All Saints' Day: On the Making of Saints
This semester we have been engaged in listening to one particular voice from the past, as we have considered the challenge of becoming a Christian community. Dietrich Bonhoeffer was certainly a talented pastor and theologian. Scholars today suggest that he was ahead of his time in understanding how the challenges of 20th century modernity impacted the understanding of the gospel. But, typically, it is not Bonhoeffer’s ideas that are appealed to, but his example in being willing to live out those ideas. It was one thing to pen those immortal words, “Jesus bids us come and die,” in The Cost of Discipleship; it was quite another to strip off every stitch of clothing and die an ignominious death at the end of a noose for those convictions under a Nazi regime.
But Bonhoeffer didn’t wind up dying because of one big decision that he made. It was because of a long series of decisions made over a lifetime. And, as we think about those who seem larger than life to us today, we need to be careful lest we think that sainthood is something that happens overnight. Instead, those whom we most admire usually learn to embrace the cross over a lifetime of small decisions. They realize that each and every day they are called upon to make smaller choices that set the pattern for their lives. In Bonhoeffer’s case, many of those decisions came through what is oftentimes referred to in the classical Christian tradition as “the dark night of the soul”—barren times when God seems distant and when our spirits are dry.
One of my favorites is Thomas Cranmer, the first Archbishop of Canterbury, under Kings Henry VIII and Edward VI. In his magisterial biography, Diarmaid MacCulloch traces Cranmer’s development from conservative Catholic, to fiery Protestant, to something in between the two. When it came time to respond to charges of heresy, the Archbishop recanted and tried to save his life. And then, reversing himself yet again, he rejected his own handwritten recantation. Set alight with dry faggots around his feet as can be seen in John Foxe’s memorable woodcut from his Acts and Monuments, the elderly Cranmer insisted on thrusting his right hand into the fire in an attempt to purify that portion of his anatomy which had committed the most perfidious act. The irony, of course, is that it is from that particular hand that we have today probably the greatest single liturgy in the English language—that which remains the essential skeleton for the Book of Common Prayer.

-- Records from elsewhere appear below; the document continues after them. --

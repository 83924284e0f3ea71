use nalgebra::Vector3;
use serde::Serialize;
use tracing::{info, instrument, warn};

use crate::components::{
    AircraftFuseGeometry, AircraftWingGeometry, EngineData, InertiaTensor, LumpedMassCloud,
    MassBreakdown, SymmetryPlane,
};
use crate::config::{BalanceInput, InertiaConfig, MassDistribution};
use crate::oracle::GeometryOracle;
use crate::systems::discretizer::{fuselage_segment_nodes, wing_segment_nodes, SegmentNodes};
use crate::systems::fuselage_analysis::analyse_fuselages;
use crate::systems::wing_analysis::analyse_wings;
use crate::utils::{BalanceError, ComponentId};

/// Lumped masses of one kind of component and their inertia about the CoG.
#[derive(Debug, Clone, Default, PartialEq, Serialize)]
pub struct ComponentInertia {
    #[serde(skip)]
    pub cloud: LumpedMassCloud,
    pub tensor: InertiaTensor,
}

impl ComponentInertia {
    fn from_cloud(cloud: LumpedMassCloud, center_of_gravity: &Vector3<f64>) -> Self {
        let tensor = cloud.inertia_about(center_of_gravity);
        Self { cloud, tensor }
    }

    pub fn node_count(&self) -> usize {
        self.cloud.len()
    }

    pub fn mass(&self) -> f64 {
        self.cloud.total_mass()
    }
}

/// Inertia contributions handed to the balance aggregation.
#[derive(Debug, Clone, Default, PartialEq, Serialize)]
pub struct InertiaReport {
    pub fuselages: ComponentInertia,
    pub wings: ComponentInertia,
    pub engines: InertiaTensor,
    pub total: InertiaTensor,
}

impl InertiaReport {
    pub fn node_count(&self) -> usize {
        self.fuselages.node_count() + self.wings.node_count()
    }
}

/// Geometry and inertia of a complete balance evaluation.
#[derive(Debug, Clone, PartialEq, Serialize)]
pub struct BalanceReport {
    pub wings: AircraftWingGeometry,
    pub fuselages: AircraftFuseGeometry,
    pub inertia: InertiaReport,
}

fn lump(points: Vec<Vector3<f64>>, weights: &[f64], mass: f64, distribution: MassDistribution) -> LumpedMassCloud {
    match distribution {
        MassDistribution::EqualPerPoint => LumpedMassCloud::from_equal_split(points, mass),
        MassDistribution::AreaWeighted => LumpedMassCloud::from_weighted(points, weights, mass),
    }
}

/// Appends the mirror image of `nodes`, carrying `mass`, to `cloud`.
fn append_mirror(
    cloud: &mut LumpedMassCloud,
    nodes: &SegmentNodes,
    plane: SymmetryPlane,
    mass: f64,
    distribution: MassDistribution,
) {
    if !plane.is_symmetric() {
        return;
    }
    let points = nodes.points.iter().map(|p| plane.mirror(p)).collect();
    cloud.append(&mut lump(points, &nodes.weights, mass, distribution));
}

/// Lumped masses of all fuselages.
///
/// Each segment's mass is spread over the nodes sampled on it; a fuselage
/// declaring a symmetry plane gets a mirrored copy carrying the same mass.
#[instrument(skip_all)]
pub fn fuselage_inertia<O, M>(
    config: &InertiaConfig,
    center_of_gravity: &Vector3<f64>,
    masses: &M,
    geometry: &AircraftFuseGeometry,
    oracle: &O,
) -> Result<ComponentInertia, BalanceError>
where
    O: GeometryOracle,
    M: MassBreakdown,
{
    let mut cloud = LumpedMassCloud::new();
    for fuselage in &geometry.fuselages {
        for (position, link) in fuselage.chain.iter().enumerate() {
            let mass = masses
                .fuselage_segment_mass(fuselage.index, link.segment)
                .ok_or_else(|| BalanceError::MissingMass {
                    component: ComponentId::Fuselage(fuselage.index).to_string(),
                    segment: link.segment,
                })?;
            let nodes = fuselage_segment_nodes(oracle, fuselage, position, config.spacing)?;
            let mut half = lump(nodes.points.clone(), &nodes.weights, mass, config.mass_distribution);
            cloud.append(&mut half);
            append_mirror(&mut cloud, &nodes, fuselage.symmetry, mass, config.mass_distribution);
        }
    }

    let result = ComponentInertia::from_cloud(cloud, center_of_gravity);
    info!(
        nodes = result.node_count(),
        mass = result.mass(),
        ixx = result.tensor.ixx,
        iyy = result.tensor.iyy,
        izz = result.tensor.izz,
        "fuselage inertia evaluated"
    );
    Ok(result)
}

/// Lumped masses of all wings, mirrored halves included.
#[instrument(skip_all)]
pub fn wing_inertia<O, M>(
    config: &InertiaConfig,
    center_of_gravity: &Vector3<f64>,
    masses: &M,
    geometry: &AircraftWingGeometry,
    oracle: &O,
) -> Result<ComponentInertia, BalanceError>
where
    O: GeometryOracle,
    M: MassBreakdown,
{
    let mut cloud = LumpedMassCloud::new();
    for wing in &geometry.wings {
        let component = ComponentId::Wing(wing.index);
        for (position, link) in wing.chain.iter().enumerate() {
            let missing = || BalanceError::MissingMass {
                component: component.to_string(),
                segment: link.segment,
            };
            let mass = masses
                .wing_segment_mass(wing.index, link.segment, wing.is_mirror)
                .ok_or_else(missing)?;
            let nodes = wing_segment_nodes(
                oracle,
                wing,
                position,
                config.spacing,
                config.wing_chord_subdivisions,
            )?;

            let mut half = lump(nodes.points.clone(), &nodes.weights, mass, config.mass_distribution);
            cloud.append(&mut half);
            if wing.symmetry.is_symmetric() && !wing.is_mirror {
                let mirrored_mass = masses
                    .wing_segment_mass(wing.index, link.segment, true)
                    .ok_or_else(missing)?;
                append_mirror(&mut cloud, &nodes, wing.symmetry, mirrored_mass, config.mass_distribution);
            }
        }
    }

    let result = ComponentInertia::from_cloud(cloud, center_of_gravity);
    info!(
        nodes = result.node_count(),
        mass = result.mass(),
        ixx = result.tensor.ixx,
        iyy = result.tensor.iyy,
        izz = result.tensor.izz,
        "wing inertia evaluated"
    );
    Ok(result)
}

/// Inertia of the engines as point masses about the CoG.
pub fn engine_inertia(center_of_gravity: &Vector3<f64>, engines: &EngineData) -> InertiaTensor {
    engines
        .placements
        .iter()
        .map(|p| InertiaTensor::from_point_mass(engines.mass, &(p - center_of_gravity)))
        .sum()
}

/// Inertia of fuselages, wings and engines, and their sum.
#[instrument(skip_all)]
pub fn aircraft_inertia<O, M>(
    oracle: &O,
    config: &InertiaConfig,
    center_of_gravity: &Vector3<f64>,
    masses: &M,
    fuselages: &AircraftFuseGeometry,
    wings: &AircraftWingGeometry,
    engines: Option<&EngineData>,
) -> Result<InertiaReport, BalanceError>
where
    O: GeometryOracle,
    M: MassBreakdown,
{
    let fuselages = fuselage_inertia(config, center_of_gravity, masses, fuselages, oracle)?;
    let wings = wing_inertia(config, center_of_gravity, masses, wings, oracle)?;
    let engines = engines
        .map(|e| engine_inertia(center_of_gravity, e))
        .unwrap_or_default();

    let total = fuselages.tensor + wings.tensor + engines;
    if !total.is_finite() {
        warn!(?total, "inertia tensor has non-finite entries");
    }
    info!(
        ixx = total.ixx,
        iyy = total.iyy,
        izz = total.izz,
        ixy = total.ixy,
        iyz = total.iyz,
        ixz = total.ixz,
        "aircraft inertia evaluated"
    );
    Ok(InertiaReport {
        fuselages,
        wings,
        engines,
        total,
    })
}

/// Runs geometry analysis and the inertia evaluation on one aircraft.
///
/// The oracle is held exclusively for the whole run.
pub fn run_balance<O: GeometryOracle>(
    oracle: &mut O,
    config: &InertiaConfig,
    input: &BalanceInput,
) -> Result<BalanceReport, BalanceError> {
    config.validate()?;
    let oracle = &*oracle;
    let wings = analyse_wings(oracle)?;
    let fuselages = analyse_fuselages(oracle, config.profile_samples)?;
    let inertia = aircraft_inertia(
        oracle,
        config,
        &input.center_of_gravity,
        &input.masses,
        &fuselages,
        &wings,
        input.engines.as_ref(),
    )?;
    Ok(BalanceReport {
        wings,
        fuselages,
        inertia,
    })
}
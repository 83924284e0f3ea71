use nalgebra::Vector3;
use serde::{Deserialize, Serialize};

/// Mirror plane declared on a component.
///
/// The numeric codes follow the CPACS convention: 0 none, 1 x-y, 2 x-z, 3 y-z.
#[derive(Debug, Clone, Copy, Default, PartialEq, Eq, Hash, Serialize, Deserialize)]
#[serde(try_from = "u8", into = "u8")]
pub enum SymmetryPlane {
    #[default]
    None,
    Xy,
    Xz,
    Yz,
}

impl SymmetryPlane {
    pub fn from_code(code: u8) -> Option<Self> {
        match code {
            0 => Some(Self::None),
            1 => Some(Self::Xy),
            2 => Some(Self::Xz),
            3 => Some(Self::Yz),
            _ => None,
        }
    }

    pub fn code(self) -> u8 {
        match self {
            Self::None => 0,
            Self::Xy => 1,
            Self::Xz => 2,
            Self::Yz => 3,
        }
    }

    #[inline]
    pub fn is_symmetric(self) -> bool {
        self != Self::None
    }

    /// Number of physical halves this component represents.
    #[inline]
    pub fn multiplicity(self) -> f64 {
        if self.is_symmetric() {
            2.0
        } else {
            1.0
        }
    }

    /// Per-axis sign applied when mirroring a point across the plane.
    pub fn signs(self) -> Vector3<f64> {
        match self {
            Self::None => Vector3::new(1.0, 1.0, 1.0),
            Self::Xy => Vector3::new(1.0, 1.0, -1.0),
            Self::Xz => Vector3::new(1.0, -1.0, 1.0),
            Self::Yz => Vector3::new(-1.0, 1.0, 1.0),
        }
    }

    #[inline]
    pub fn mirror(self, point: &Vector3<f64>) -> Vector3<f64> {
        point.component_mul(&self.signs())
    }
}

impl TryFrom<u8> for SymmetryPlane {
    type Error = String;

    fn try_from(code: u8) -> Result<Self, Self::Error> {
        Self::from_code(code).ok_or_else(|| format!("invalid symmetry plane code {}", code))
    }
}

impl From<SymmetryPlane> for u8 {
    fn from(plane: SymmetryPlane) -> Self {
        plane.code()
    }
}
use nalgebra::Vector3;
use serde::{Deserialize, Serialize};

use crate::components::geometry::SegmentLink;
use crate::components::SymmetryPlane;

/// Read-only geometry snapshot of one fuselage, nose to tail.
#[derive(Debug, Clone, PartialEq, Serialize, Deserialize)]
pub struct FuselageGeometry {
    pub index: usize,
    pub symmetry: SymmetryPlane,
    pub section_count: usize,
    pub segment_count: usize,
    pub chain: Vec<SegmentLink>,
    pub section_order: Vec<usize>,
    /// Centroid of each cross-section.
    pub section_centers: Vec<Vector3<f64>>,
    pub section_perimeters: Vec<f64>,
    /// Lateral extent of each cross-section.
    pub section_widths: Vec<f64>,
    /// Vertical extent of each cross-section.
    pub section_heights: Vec<f64>,
    pub segment_lengths: Vec<f64>,
    pub segment_centers: Vec<Vector3<f64>>,
    pub length: f64,
}

impl FuselageGeometry {
    pub fn max_width(&self) -> f64 {
        self.section_widths.iter().copied().fold(0.0, f64::max)
    }
}

#[derive(Debug, Clone, Default, PartialEq, Serialize, Deserialize)]
pub struct AircraftFuseGeometry {
    pub fuselages: Vec<FuselageGeometry>,
}

impl AircraftFuseGeometry {
    pub fn total_length(&self) -> f64 {
        self.fuselages.iter().map(|f| f.length).sum()
    }
}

Cranmer is like so many of the characters that we have portrayed in the pages of the Scriptures—entirely human to the point of breaking at times, while also having that quality which allows Christ’s light to shine through. In fact, I would suggest, it is the quirks, the foibles, of our humanity which oftentimes endear us to one another and make us lifelike. When I hear students talking in hushed, almost reverent, tones about Henri Nouwen and his insightful writing on the journey of faith, I usually find myself chortling inside, remembering the little man who typically came huffing and puffing into a room, hair askew, only half-wrapped up against the Canadian winter winds, looking for his glasses while someone brought him a glass of wine to warm him from the chill outside. Invariably, he would forget where the glass was placed and oftentimes wind up knocking it to the floor, only to say something like, “O, damn. I’ve done it again!” Of such clay are saints oftentimes made.